Tuesday, June 1, 2010

Day 12 - Cuenca - Rest Day

Our first proper rest day and that we did - not making it out the hostel until 5pm! It was also a day for laundry (I can't describe Wills socks), catching up on wifi and eating leftover pizza for lunch.

Out and about in the city we discovered beautiful squares, grand churches, funky bars along the river and a panama hat-making shop, as apparently this is their home, not Panama. I had one made for me with a pink band but they didn't do any large enough for the Southwell head :(


A very nice day all round and the Surly's more than earned a day off.


Ax


Day 11 - Ingapirca to Cuenca - That last 10ks!

Distance Cycled: 71km
Total Cycled to date: 396km

In order to meet our grueling schedule we had another 71kms to cycle today.

After a quick visit to the Ingapirca Inca ruins (what a waste of time that was!), we had a climb to a pass of over 3500m on a rubble track. This took over 3 hrs and we pushed the bikes all the way, not fun. Then a long decent down to 2400m with a stop half way for some fried pig. But again the killer was the last 10kms which were HARD. Lots of traffic, rain, very dark and legs just would not go any further after the big climb in the morning. If we could finish each day 10kms earlier we would be fine but the last stretch is always painful! Note to self: Its more important to enjoy it than to complete the target kms! Agreement with Amanda to take it a bit easier ;)

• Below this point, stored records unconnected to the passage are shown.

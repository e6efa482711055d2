/// Joining codons with expression levels and pairing probabilities
use indexmap::IndexMap;
use std::collections::HashMap;

use crate::codon::CodonRecord;
use crate::expression::ExpressionRecord;
use crate::pair_prob::PairProbRecord;

/// A codon row extended with its gene's TPM and its pairing probability
#[derive(Debug, Clone, PartialEq)]
pub struct MergedRecord {
    pub codon: CodonRecord,
    pub tpm: f64,
    /// `None` when no probability was given for this (gene, codon index)
    pub pair_prob: Option<f64>,
}

/// Row counts gathered while joining
#[derive(Debug, Default, Clone, PartialEq, Eq)]
pub struct MergeSummary {
    pub codons: usize,
    /// Codon rows whose gene has no expression value
    pub dropped_codons: usize,
    pub merged_rows: usize,
    /// Output rows without a pairing probability
    pub missing_pair_prob: usize,
}

/// Gene name -> TPM values, in table order
fn index_expression(expression: &[ExpressionRecord]) -> IndexMap<&str, Vec<f64>> {
    let mut index: IndexMap<&str, Vec<f64>> = IndexMap::new();
    for record in expression {
        index.entry(record.gene_name.as_str()).or_default().push(record.tpm);
    }
    index
}

/// Gene name -> codon index -> probabilities, in file order
fn index_pair_probs(pair_probs: &[PairProbRecord]) -> HashMap<&str, HashMap<i64, Vec<f64>>> {
    let mut index: HashMap<&str, HashMap<i64, Vec<f64>>> = HashMap::new();
    for record in pair_probs {
        index
            .entry(record.gene_name.as_str())
            .or_default()
            .entry(record.codon_idx)
            .or_default()
            .push(record.pair_prob);
    }
    index
}

/// Inner-join codons with expression on gene name, then left-join pairing
/// probabilities on (gene name, codon index).
///
/// Codon order is kept. A key matching several rows on the right side
/// repeats the codon once per match, in the order those rows were read.
pub fn merge_tables(
    codons: &[CodonRecord],
    expression: &[ExpressionRecord],
    pair_probs: &[PairProbRecord],
) -> (Vec<MergedRecord>, MergeSummary) {
    let tpm_by_gene = index_expression(expression);
    let prob_by_codon = index_pair_probs(pair_probs);

    let mut summary = MergeSummary {
        codons: codons.len(),
        ..Default::default()
    };
    let mut merged = Vec::with_capacity(codons.len());

    for codon in codons {
        let Some(tpms) = tpm_by_gene.get(codon.gene_name.as_str()) else {
            summary.dropped_codons += 1;
            continue;
        };

        let probs = prob_by_codon
            .get(codon.gene_name.as_str())
            .and_then(|by_idx| by_idx.get(&codon.codon_idx));

        for &tpm in tpms {
            match probs {
                Some(probs) => {
                    for &prob in probs {
                        merged.push(MergedRecord {
                            codon: codon.clone(),
                            tpm,
                            pair_prob: Some(prob),
                        });
                    }
                }
                None => {
                    summary.missing_pair_prob += 1;
                    merged.push(MergedRecord {
                        codon: codon.clone(),
                        tpm,
                        pair_prob: None,
                    });
                }
            }
        }
    }

    summary.merged_rows = merged.len();
    (merged, summary)
}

Note on the dogs. There are a lot of dogs on route and they seem to dislike bicycles. This makes for a great game of who has the largest balls. Amanda's original strategy was to stop and scream whenever a dog started barking. She soon realised that not only did stopping enable the dogs to catch her but the show of fear just encouraged them even more. For me, its a case of who's scarier. Amanda often comes round the corner to find me locked eye to eye with a dog, growling and bearing teeth (both of us that is). If that doesn't work you have to shout a lot, wave your arms and pretend to throw stones at them. Its a real case of man-o-man, great fun! I haven't lost yet, apparently I'm more scary than the dogs...



PS beard is long...








Day 10 - Chunchi to Ingapirca - The lost Incas

Distance Cycled: 49km
Total Cycled to date: 325km

Today was up, up and more up as you can see from the groovy garmin graph on the right. Very hard work considering I am carrying ~100kg with every pedal and Will about 150kg. So please forgive us when exhausted at 40km and rather behind schedule for the day, a lovely man in a pick-up pulled over and insisted on driving us to the next town. Will sat in the back clutching onto the bikes and I was in the cabin trying out my best spanish - conversation ranged from Why weren't my legs cold, to the state of Ecuadorian infrastructure and marriage demographics of London (GCSE didn't prepare me for this)! But thankyou Juan - our Wednesday Angel.

Dropped off in Tombe, we had a mere 10kms to get to our destination of Ingapirca, home to supposedly the best Inca ruins in Ecaudor. My, my was that last 10kms a killer! Against the clock of darkness, we were up and down rubble roads, dreading the wiggly arrow sign indicating a very bendy descent to cross a river valley followed by a steep climb - unfortunately there were many and sunset hit before the town did. Worse still on arrival, we realised our hostal was out of town...just 2 km...the standard answer in Ecuador whenever we asked Es lejos de aqui?


The hostel quite rightly ripped us off on arrival as they could see we had no choice but they did serve a very nice dinner in front of a log fire.